NC Cabinet agency employees report ‘unconscious bias’ training being required

Image from 'unconscious bias' training slide

RALEIGH — State employees working in various cabinet-level agencies are reporting that they are being required to complete upwards of 14 modules of “unconscious bias training.”

Some of the module titles include “The Power of Uncovering Your Unconscious Bias,” “Why Everyone Has Unconscious Bias,” and “Overcome your Unconscious Bias.”

Advertisements

An employee with the Department of Public Safety (NCDPS), who asked to remain anonymous, tells North State Journal that the training feels like “an effort on the part of the state to implement CRT principles into our state prison system.” CRT is the acronym for Critical Race Theory.

The employee shared screen captures of some of the training items.

One slide provided by the DPS employee suggests that if “you usually watch television shows and movies that are majority white, male cast,” that one should “make time to watch television programs and movies that portray women and minority group members in positive ways.”

One activity involves picking a path towards “breaking unconscious bias” against transgender people for a fictional person named Wallace. Four answers are offered, including apologizing to the person, coworkers holding Wallace accountable or doing nothing.

The correct choice is apparently to “find images that counter stereotypes of trans people and put them where he is likely to see them.”

Another slide suggested that fidgeting or not making eye contact are “hostile body language signals,” while a different slide stated that “gut feelings” should not be trusted because those feelings “indicate unfair unconscious bias.” Yet another states “bias is hard-coded in the brain.”

North State Journal requested comment and more information about the training from NCDPS. The response to that inquiry, however, came from the deputy director’s office at the N.C. State Office of Human Resources (OSHR) and not DPS.

According to the email from OSHR’s communication director Jill Lucas, “the training was assigned through the Learning Management System, which is part of the Office of State Human Resources.”

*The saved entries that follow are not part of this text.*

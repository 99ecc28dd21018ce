//! Evidence payloads and the aggregated bundle
//!
//! Each external source returns one typed payload. The payload type is bound to
//! its [`EvidenceKind`] through the [`Evidence`] trait, which is what lets a
//! single generic client serve all six sources.

use std::collections::HashMap;
use std::fmt;
use std::time::Duration;

use chrono::{DateTime, Utc};
use serde::de::DeserializeOwned;
use serde::{Deserialize, Serialize};
use uuid::Uuid;

const HOUR: u64 = 60 * 60;
const DAY: u64 = 24 * HOUR;

/// The six evidence categories gathered per variant.
#[derive(Debug, Clone, Copy, PartialEq, Eq, Hash, Serialize, Deserialize)]
#[serde(rename_all = "snake_case")]
pub enum EvidenceKind {
    ClinicalSignificance,
    PopulationFrequency,
    Somatic,
    Literature,
    GeneSpecificDatabase,
    MutationDatabase,
}

impl EvidenceKind {
    pub const ALL: [EvidenceKind; 6] = [
        EvidenceKind::ClinicalSignificance,
        EvidenceKind::PopulationFrequency,
        EvidenceKind::Somatic,
        EvidenceKind::Literature,
        EvidenceKind::GeneSpecificDatabase,
        EvidenceKind::MutationDatabase,
    ];

    /// Name of the service backing this kind; also used as the breaker name.
    pub fn service_name(&self) -> &'static str {
        match self {
            EvidenceKind::ClinicalSignificance => "ClinVar",
            EvidenceKind::PopulationFrequency => "gnomAD",
            EvidenceKind::Somatic => "COSMIC",
            EvidenceKind::Literature => "PubMed",
            EvidenceKind::GeneSpecificDatabase => "LOVD",
            EvidenceKind::MutationDatabase => "HGMD",
        }
    }

    pub fn cache_prefix(&self) -> &'static str {
        match self {
            EvidenceKind::ClinicalSignificance => "clinvar",
            EvidenceKind::PopulationFrequency => "population",
            EvidenceKind::Somatic => "somatic",
            EvidenceKind::Literature => "literature",
            EvidenceKind::GeneSpecificDatabase => "lovd",
            EvidenceKind::MutationDatabase => "hgmd",
        }
    }

    /// Default time-to-live of cached payloads of this kind.
    pub fn default_ttl(&self) -> Duration {
        match self {
            EvidenceKind::PopulationFrequency | EvidenceKind::MutationDatabase => {
                Duration::from_secs(7 * DAY)
            }
            _ => Duration::from_secs(DAY),
        }
    }
}

impl fmt::Display for EvidenceKind {
    fn fmt(&self, f: &mut fmt::Formatter<'_>) -> fmt::Result {
        f.write_str(self.service_name())
    }
}

/// A payload produced by one external source.
pub trait Evidence: Serialize + DeserializeOwned + Clone + Send + Sync + fmt::Debug + 'static {
    const KIND: EvidenceKind;
}

#[derive(Debug, Clone, PartialEq, Serialize, Deserialize, Default)]
pub struct ClinVarSubmission {
    pub submitter: String,
    pub clinical_significance: String,
    pub review_status: String,
    pub submission_date: Option<DateTime<Utc>>,
    pub condition: String,
}

/// Clinical significance assertions (ClinVar).
#[derive(Debug, Clone, PartialEq, Serialize, Deserialize, Default)]
pub struct ClinVarData {
    pub variation_id: String,
    pub clinical_significance: String,
    pub review_status: String,
    #[serde(default)]
    pub submissions: Vec<ClinVarSubmission>,
    pub last_evaluated: Option<DateTime<Utc>>,
    #[serde(default)]
    pub conditions: Vec<String>,
}

#[derive(Debug, Clone, PartialEq, Serialize, Deserialize, Default)]
pub struct QualityMetrics {
    pub coverage: u32,
    pub quality: f64,
    pub filter_pass: bool,
}

/// Population allele frequencies (gnomAD).
#[derive(Debug, Clone, PartialEq, Serialize, Deserialize, Default)]
pub struct PopulationData {
    pub allele_frequency: f64,
    pub allele_count: u64,
    pub allele_number: u64,
    #[serde(default)]
    pub population_frequencies: HashMap<String, f64>,
    pub homozygote_count: u64,
    pub quality_metrics: Option<QualityMetrics>,
}

/// Somatic occurrence in tumours (COSMIC).
#[derive(Debug, Clone, PartialEq, Serialize, Deserialize, Default)]
pub struct SomaticData {
    pub cosmic_id: String,
    #[serde(default)]
    pub tumor_types: Vec<String>,
    pub sample_count: u64,
    pub mutation_count: u64,
    pub pathogenicity: String,
}

#[derive(Debug, Clone, PartialEq, Serialize, Deserialize, Default)]
pub struct Citation {
    pub pmid: String,
    pub title: String,
    pub journal: String,
    pub year: Option<i32>,
}

/// Literature search results (PubMed).
#[derive(Debug, Clone, PartialEq, Serialize, Deserialize, Default)]
pub struct LiteratureData {
    pub total_citations: u32,
    pub retrieved_citations: u32,
    #[serde(default)]
    pub citations: Vec<Citation>,
    pub search_query: String,
    pub high_impact_citations: u32,
    pub recent_citations: u32,
    pub last_updated: Option<DateTime<Utc>>,
}

/// Gene-specific curated database entry (LOVD).
#[derive(Debug, Clone, PartialEq, Serialize, Deserialize, Default)]
pub struct LovdData {
    pub variant_id: String,
    pub gene_specific_db: String,
    pub classification: String,
    pub clinical_description: String,
    pub phenotype: String,
    pub pathogenicity: String,
    #[serde(default)]
    pub references: Vec<String>,
    pub submission_date: Option<DateTime<Utc>>,
    pub last_updated: Option<DateTime<Utc>>,
}

/// Professional mutation database entry (HGMD).
#[derive(Debug, Clone, PartialEq, Serialize, Deserialize, Default)]
pub struct HgmdData {
    pub accession_number: String,
    pub category: String,
    pub phenotype: String,
    pub reference: String,
    pub last_updated: Option<DateTime<Utc>>,
}

impl Evidence for ClinVarData {
    const KIND: EvidenceKind = EvidenceKind::ClinicalSignificance;
}
impl Evidence for PopulationData {
    const KIND: EvidenceKind = EvidenceKind::PopulationFrequency;
}
impl Evidence for SomaticData {
    const KIND: EvidenceKind = EvidenceKind::Somatic;
}
impl Evidence for LiteratureData {
    const KIND: EvidenceKind = EvidenceKind::Literature;
}
impl Evidence for LovdData {
    const KIND: EvidenceKind = EvidenceKind::GeneSpecificDatabase;
}
impl Evidence for HgmdData {
    const KIND: EvidenceKind = EvidenceKind::MutationDatabase;
}

/// Evidence gathered for one variant. A field is set only when its source answered.
#[derive(Debug, Clone, Serialize, Deserialize)]
pub struct EvidenceBundle {
    pub gather_id: Uuid,
    #[serde(skip_serializing_if = "Option::is_none")]
    pub clinical_significance: Option<ClinVarData>,
    #[serde(skip_serializing_if = "Option::is_none")]
    pub population_frequency: Option<PopulationData>,
    #[serde(skip_serializing_if = "Option::is_none")]
    pub somatic: Option<SomaticData>,
    #[serde(skip_serializing_if = "Option::is_none")]
    pub literature: Option<LiteratureData>,
    #[serde(skip_serializing_if = "Option::is_none")]
    pub gene_specific_database: Option<LovdData>,
    #[serde(skip_serializing_if = "Option::is_none")]
    pub mutation_database: Option<HgmdData>,
    pub gathered_at: DateTime<Utc>,
}

impl EvidenceBundle {
    pub fn empty(gather_id: Uuid, gathered_at: DateTime<Utc>) -> Self {
        Self {
            gather_id,
            clinical_significance: None,
            population_frequency: None,
            somatic: None,
            literature: None,
            gene_specific_database: None,
            mutation_database: None,
            gathered_at,
        }
    }

    pub fn has(&self, kind: EvidenceKind) -> bool {
        match kind {
            EvidenceKind::ClinicalSignificance => self.clinical_significance.is_some(),
            EvidenceKind::PopulationFrequency => self.population_frequency.is_some(),
            EvidenceKind::Somatic => self.somatic.is_some(),
            EvidenceKind::Literature => self.literature.is_some(),
            EvidenceKind::GeneSpecificDatabase => self.gene_specific_database.is_some(),
            EvidenceKind::MutationDatabase => self.mutation_database.is_some(),
        }
    }

    /// Kinds present in this bundle, in [`EvidenceKind::ALL`] order.
    pub fn populated_kinds(&self) -> Vec<EvidenceKind> {
        EvidenceKind::ALL
            .into_iter()
            .filter(|k| self.has(*k))
            .collect()
    }

    pub fn is_empty(&self) -> bool {
        self.populated_kinds().is_empty()
    }
}
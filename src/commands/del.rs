use crate::commands::executable::Executable;
use crate::commands::{CommandParser, CommandParserError};
use crate::frame::Frame;
use crate::store::Store;
use crate::Error;

/// Removes the specified keys. A key is ignored if it does not exist.
///
/// Ref: <https://redis.io/docs/latest/commands/del>
#[derive(Debug, PartialEq)]
pub struct Del {
    pub keys: Vec<String>,
}

impl Executable for Del {
    fn exec(self, store: Store) -> Result<Frame, Error> {
        let mut state = store.lock();
        let count = self
            .keys
            .iter()
            .filter(|key| state.remove(key).is_some())
            .count();

        Ok(Frame::Integer(count as i64))
    }
}

impl TryFrom<&mut CommandParser> for Del {
    type Error = Error;

    fn try_from(parser: &mut CommandParser) -> Result<Self, Self::Error> {
        let mut keys = vec![];

        loop {
            match parser.next_string() {
                Ok(key) => keys.push(key),
                Err(CommandParserError::EndOfStream) if !keys.is_empty() => {
                    break;
                }
                Err(err) => return Err(err.into()),
            }
        }

        Ok(Self { keys })
    }
}
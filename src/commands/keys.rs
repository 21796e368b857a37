use bytes::Bytes;
use glob_match::glob_match;

use crate::commands::executable::Executable;
use crate::commands::CommandParser;
use crate::frame::Frame;
use crate::store::Store;
use crate::Error;

/// Returns all keys matching `pattern`.
///
/// Ref: <https://redis.io/docs/latest/commands/keys>
#[derive(Debug, PartialEq)]
pub struct Keys {
    pub pattern: String,
}

impl Executable for Keys {
    fn exec(self, store: Store) -> Result<Frame, Error> {
        let state = store.lock();

        let mut keys: Vec<&String> = state
            .keys()
            .filter(|key| glob_match(&self.pattern, key))
            .collect();
        keys.sort();

        let res = keys
            .into_iter()
            .map(|key| Frame::Bulk(Bytes::from(key.to_string())))
            .collect();

        Ok(Frame::Array(res))
    }
}

impl TryFrom<&mut CommandParser> for Keys {
    type Error = Error;

    fn try_from(parser: &mut CommandParser) -> Result<Self, Self::Error> {
        let pattern = parser.next_string()?;
        Ok(Self { pattern })
    }
}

“These were first assigned in August 2020 to employees of Cabinet agencies, with some Council of State agencies also choosing to opt in,” Lucas wrote in an email to North State Journal. “It was similarly assigned again this month, and employees who have not already completed it have 60 days in which to do so.”

Lucas, whose email signature includes the pronouns “she/her/hers,” indicated the materials came from an outside vendor.

“The curriculum is available through the state contract with Cornerstone and includes 14 ‘micro modules’ that are around five-to-seven minutes each. Cornerstone created the training to help users recognize and mitigate unconscious bias within ourselves and in others,” wrote Lucas. “OSHR reviewed the content last year and determined it was appropriate to share with state agency employees.”

The training modules bear the name of a company called Grovo, which was acquired by Cornerstone OnDemand in early November of 2017.

According to the Grovo website, the company is “the world’s leading Microlearning® solution, providing modern learning that employees actually like.”

“Grovo helps L&D teams engage employees and drive their business forward by delivering a constantly evolving library of customizable Microlearning® lessons through an easy-to-use platform,” Grovo’s website states. “Hundreds of companies of all sizes, from PepsiCo and Gap Inc. to Bitly and Magellan Health, trust Grovo to onboard employees faster, deepen their leadership bench, enable customer-facing teams, re-envision compliance programs and build inclusive, mission-driven cultures.”

Employees at two other Cabinet-level agencies confirmed the “Unconscious Bias Training” is also being required in their departments.

It is not yet clear how much the state paid for the training modules.